**Work request:** Key in the whole listing below again, keeping every word as it is.

[Opening Raw data section]

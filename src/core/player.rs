//! Player identification, per-player storage, and player holdings.
//!
//! ## PlayerId
//!
//! Seat index in turn order. Seat 0 takes the first turn.
//!
//! ## PlayerMap
//!
//! Per-seat storage backed by `Vec` for O(1) access, indexable by `PlayerId`.
//!
//! ## Player
//!
//! Cash, tile hand, and per-chain share counts for one seat.

use serde::{Deserialize, Serialize};
use smallvec::SmallVec;
use std::ops::{Index, IndexMut};

use crate::board::Tile;
use crate::market::{ChainMap, ChainName};

/// Seat identifier. Seats are 0-based and follow turn order.
#[derive(Clone, Copy, Debug, PartialEq, Eq, Hash, PartialOrd, Ord, Serialize, Deserialize)]
pub struct PlayerId(pub u8);

impl PlayerId {
    /// Create a new player ID.
    #[must_use]
    pub const fn new(id: u8) -> Self {
        Self(id)
    }

    /// Get the raw seat index (0-based).
    #[must_use]
    pub const fn index(self) -> usize {
        self.0 as usize
    }

    /// Iterate over all seats for a game with `player_count` players.
    ///
    /// ```
    /// use acquire_engine::core::PlayerId;
    ///
    /// let seats: Vec<_> = PlayerId::all(3).collect();
    /// assert_eq!(seats, vec![PlayerId::new(0), PlayerId::new(1), PlayerId::new(2)]);
    /// ```
    pub fn all(player_count: usize) -> impl Iterator<Item = PlayerId> {
        (0..player_count as u8).map(PlayerId)
    }

    /// The seat that plays after this one, wrapping around.
    #[must_use]
    pub fn next(self, player_count: usize) -> PlayerId {
        PlayerId(((self.index() + 1) % player_count) as u8)
    }
}

impl std::fmt::Display for PlayerId {
    fn fmt(&self, f: &mut std::fmt::Formatter<'_>) -> std::fmt::Result {
        write!(f, "Player {}", self.0)
    }
}

/// Per-seat data storage with O(1) access.
///
/// ```
/// use acquire_engine::core::{PlayerId, PlayerMap};
///
/// let mut cash: PlayerMap<u32> = PlayerMap::with_value(4, 6000);
/// cash[PlayerId::new(1)] -= 300;
/// assert_eq!(cash[PlayerId::new(1)], 5700);
/// ```
#[derive(Clone, Debug, PartialEq, Eq, Hash, Serialize, Deserialize)]
pub struct PlayerMap<T> {
    data: Vec<T>,
}

impl<T> PlayerMap<T> {
    /// Create a new PlayerMap with values from a factory function.
    ///
    /// The factory receives the `PlayerId` for each seat.
    pub fn new(player_count: usize, factory: impl Fn(PlayerId) -> T) -> Self {
        assert!(player_count > 0, "Must have at least 1 player");
        assert!(player_count <= 255, "At most 255 players supported");

        let data = (0..player_count as u8)
            .map(|i| factory(PlayerId(i)))
            .collect();

        Self { data }
    }

    /// Create a new PlayerMap with all entries set to the same value.
    pub fn with_value(player_count: usize, value: T) -> Self
    where
        T: Clone,
    {
        Self::new(player_count, |_| value.clone())
    }

    /// Get the number of seats.
    #[must_use]
    pub fn player_count(&self) -> usize {
        self.data.len()
    }

    /// Check whether a seat exists in this map.
    #[must_use]
    pub fn contains(&self, player: PlayerId) -> bool {
        player.index() < self.data.len()
    }

    /// Get a reference to a seat's data.
    #[must_use]
    pub fn get(&self, player: PlayerId) -> &T {
        &self.data[player.index()]
    }

    /// Get a mutable reference to a seat's data.
    pub fn get_mut(&mut self, player: PlayerId) -> &mut T {
        &mut self.data[player.index()]
    }

    /// Iterate over (PlayerId, &T) pairs in seat order.
    pub fn iter(&self) -> impl Iterator<Item = (PlayerId, &T)> {
        self.data
            .iter()
            .enumerate()
            .map(|(i, v)| (PlayerId(i as u8), v))
    }

    /// Iterate over (PlayerId, &mut T) pairs in seat order.
    pub fn iter_mut(&mut self) -> impl Iterator<Item = (PlayerId, &mut T)> {
        self.data
            .iter_mut()
            .enumerate()
            .map(|(i, v)| (PlayerId(i as u8), v))
    }

    /// Iterate over all seats in turn order starting at `start`, wrapping around.
    ///
    /// ```
    /// use acquire_engine::core::{PlayerId, PlayerMap};
    ///
    /// let map: PlayerMap<()> = PlayerMap::with_value(4, ());
    /// let order: Vec<_> = map.rotation_from(PlayerId::new(2)).collect();
    /// assert_eq!(order, vec![PlayerId::new(2), PlayerId::new(3), PlayerId::new(0), PlayerId::new(1)]);
    /// ```
    pub fn rotation_from(&self, start: PlayerId) -> impl Iterator<Item = PlayerId> {
        let count = self.data.len();
        (0..count).map(move |offset| PlayerId(((start.index() + offset) % count) as u8))
    }
}

impl<T> Index<PlayerId> for PlayerMap<T> {
    type Output = T;

    fn index(&self, player: PlayerId) -> &Self::Output {
        self.get(player)
    }
}

impl<T> IndexMut<PlayerId> for PlayerMap<T> {
    fn index_mut(&mut self, player: PlayerId) -> &mut Self::Output {
        self.get_mut(player)
    }
}

/// One seat's holdings.
#[derive(Clone, Debug, PartialEq, Eq, Serialize, Deserialize)]
pub struct Player {
    /// Display name.
    pub name: String,

    /// Cash in dollars.
    pub cash: u32,

    /// Tiles in hand (at most `HAND_SIZE`).
    pub hand: SmallVec<[Tile; 6]>,

    /// Shares held per chain.
    pub stocks: ChainMap<u8>,
}

impl Player {
    /// Create a player with the given name and cash and no tiles or shares.
    pub fn new(name: impl Into<String>, cash: u32) -> Self {
        Self {
            name: name.into(),
            cash,
            hand: SmallVec::new(),
            stocks: ChainMap::with_value(0),
        }
    }

    /// Check whether a tile is in this player's hand.
    #[must_use]
    pub fn holds_tile(&self, tile: Tile) -> bool {
        self.hand.contains(&tile)
    }

    /// Remove a tile from the hand.
    ///
    /// Returns true if the tile was found and removed.
    pub fn remove_tile(&mut self, tile: Tile) -> bool {
        if let Some(pos) = self.hand.iter().position(|&t| t == tile) {
            self.hand.remove(pos);
            true
        } else {
            false
        }
    }

    /// Shares held in `chain`.
    #[must_use]
    pub fn shares(&self, chain: ChainName) -> u8 {
        self.stocks[chain]
    }
}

[Closing Raw data section]

**Written answer:**
filename src/core/player.rs
//! Player identification, per-player storage, and player holdings.
//!
//! ## PlayerId
//!
//! Seat index in turn order. Seat 0 takes the first turn.
//!
//! ## PlayerMap
//!
//! Per-seat storage backed by `Vec` for O(1) access, indexable by `PlayerId`.
//!
//! ## Player
//!
//! Cash, tile hand, and per-chain share counts for one seat.

use serde::{Deserialize, Serialize};
use smallvec::SmallVec;
use std::ops::{Index, IndexMut};

use crate::board::Tile;
use crate::market::{ChainMap, ChainName};

/// Seat identifier. Seats are 0-based and follow turn order.
#[derive(Clone, Copy, Debug, PartialEq, Eq, Hash, PartialOrd, Ord, Serialize, Deserialize)]
pub struct PlayerId(pub u8);

impl PlayerId {
    /// Create a new player ID.
    #[must_use]
    pub const fn new(id: u8) -> Self {
        Self(id)
    }

    /// Get the raw seat index (0-based).
    #[must_use]
    pub const fn index(self) -> usize {
        self.0 as usize
    }

    /// Iterate over all seats for a game with `player_count` players.
    ///
    /// ```
    /// use acquire_engine::core::PlayerId;
    ///
    /// let seats: Vec<_> = PlayerId::all(3).collect();
    /// assert_eq!(seats, vec![PlayerId::new(0), PlayerId::new(1), PlayerId::new(2)]);
    /// ```
    pub fn all(player_count: usize) -> impl Iterator<Item = PlayerId> {
        (0..player_count as u8).map(PlayerId)
    }

    /// The seat that plays after this one, wrapping around.
    #[must_use]
    pub fn next(self, player_count: usize) -> PlayerId {
        PlayerId(((self.index() + 1) % player_count) as u8)
    }
}

impl std::fmt::Display for PlayerId {
    fn fmt(&self, f: &mut std::fmt::Formatter<'_>) -> std::fmt::Result {
        write!(f, "Player {}", self.0)
    }
}

/// Per-seat data storage with O(1) access.
///
/// ```
/// use acquire_engine::core::{PlayerId, PlayerMap};
///
/// let mut cash: PlayerMap<u32> = PlayerMap::with_value(4, 6000);
/// cash[PlayerId::new(1)] -= 300;
/// assert_eq!(cash[PlayerId::new(1)], 5700);
/// ```
#[derive(Clone, Debug, PartialEq, Eq, Hash, Serialize, Deserialize)]
pub struct PlayerMap<T> {
    data: Vec<T>,
}

impl<T> PlayerMap<T> {
    /// Create a new PlayerMap with values from a factory function.
    ///
    /// The factory receives the `PlayerId` for each seat.
    pub fn new(player_count: usize, factory: impl Fn(PlayerId) -> T) -> Self {
        assert!(player_count > 0, "Must have at least 1 player");
        assert!(player_count <= 255, "At most 255 players supported");

        let data = (0..player_count as u8)
            .map(|i| factory(PlayerId(i)))
            .collect();

        Self { data }
    }

    /// Create a new PlayerMap with all entries set to the same value.
    pub fn with_value(player_count: usize, value: T) -> Self
    where
        T: Clone,
    {
        Self::new(player_count, |_| value.clone())
    }

    /// Get the number of seats.
    #[must_use]
    pub fn player_count(&self) -> usize {
        self.data.len()
    }

    /// Check whether a seat exists in this map.
    #[must_use]
    pub fn contains(&self, player: PlayerId) -> bool {
        player.index() < self.data.len()
    }

    /// Get a reference to a seat's data.
    #[must_use]
    pub fn get(&self, player: PlayerId) -> &T {
        &self.data[player.index()]
    }

    /// Get a mutable reference to a seat's data.
    pub fn get_mut(&mut self, player: PlayerId) -> &mut T {
        &mut self.data[player.index()]
    }

    /// Iterate over (PlayerId, &T) pairs in seat order.
    pub fn iter(&self) -> impl Iterator<Item = (PlayerId, &T)> {
        self.data
            .iter()
            .enumerate()
            .map(|(i, v)| (PlayerId(i as u8), v))
    }

    /// Iterate over (PlayerId, &mut T) pairs in seat order.
    pub fn iter_mut(&mut self) -> impl Iterator<Item = (PlayerId, &mut T)> {
        self.data
            .iter_mut()
            .enumerate()
            .map(|(i, v)| (PlayerId(i as u8), v))
    }

    /// Iterate over all seats in turn order starting at `start`, wrapping around.
    ///
    /// ```
    /// use acquire_engine::core::{PlayerId, PlayerMap};
    ///
    /// let map: PlayerMap<()> = PlayerMap::with_value(4, ());
    /// let order: Vec<_> = map.rotation_from(PlayerId::new(2)).collect();
    /// assert_eq!(order, vec![PlayerId::new(2), PlayerId::new(3), PlayerId::new(0), PlayerId::new(1)]);
    /// ```
    pub fn rotation_from(&self, start: PlayerId) -> impl Iterator<Item = PlayerId> {
        let count = self.data.len();
        (0..count).map(move |offset| PlayerId(((start.index() + offset) % count) as u8))
    }
}

impl<T> Index<PlayerId> for PlayerMap<T> {
    type Output = T;

    fn index(&self, player: PlayerId) -> &Self::Output {
        self.get(player)
    }
}

impl<T> IndexMut<PlayerId> for PlayerMap<T> {
    fn index_mut(&mut self, player: PlayerId) -> &mut Self::Output {
        self.get_mut(player)
    }
}

/// One seat's holdings.
#[derive(Clone, Debug, PartialEq, Eq, Serialize, Deserialize)]
pub struct Player {
    /// Display name.
    pub name: String,

    /// Cash in dollars.
    pub cash: u32,

    /// Tiles in hand (at most `HAND_SIZE`).
    pub hand: SmallVec<[Tile; 6]>,

    /// Shares held per chain.
    pub stocks: ChainMap<u8>,
}

impl Player {
    /// Create a player with the given name and cash and no tiles or shares.
    pub fn new(name: impl Into<String>, cash: u32) -> Self {
        Self {
            name: name.into(),
            cash,
            hand: SmallVec::new(),
            stocks: ChainMap::with_value(0),
        }
    }

    /// Check whether a tile is in this player's hand.
    #[must_use]
    pub fn holds_tile(&self, tile: Tile) -> bool {
        self.hand.contains(&tile)
    }

    /// Remove a tile from the hand.
    ///
    /// Returns true if the tile was found and removed.
    pub fn remove_tile(&mut self, tile: Tile) -> bool {
        if let Some(pos) = self.hand.iter().position(|&t| t == tile) {
            self.hand.remove(pos);
            true
        } else {
            false
        }
    }

    /// Shares held in `chain`.
    #[must_use]
    pub fn shares(&self, chain: ChainName) -> u8 {
        self.stocks[chain]
    }
}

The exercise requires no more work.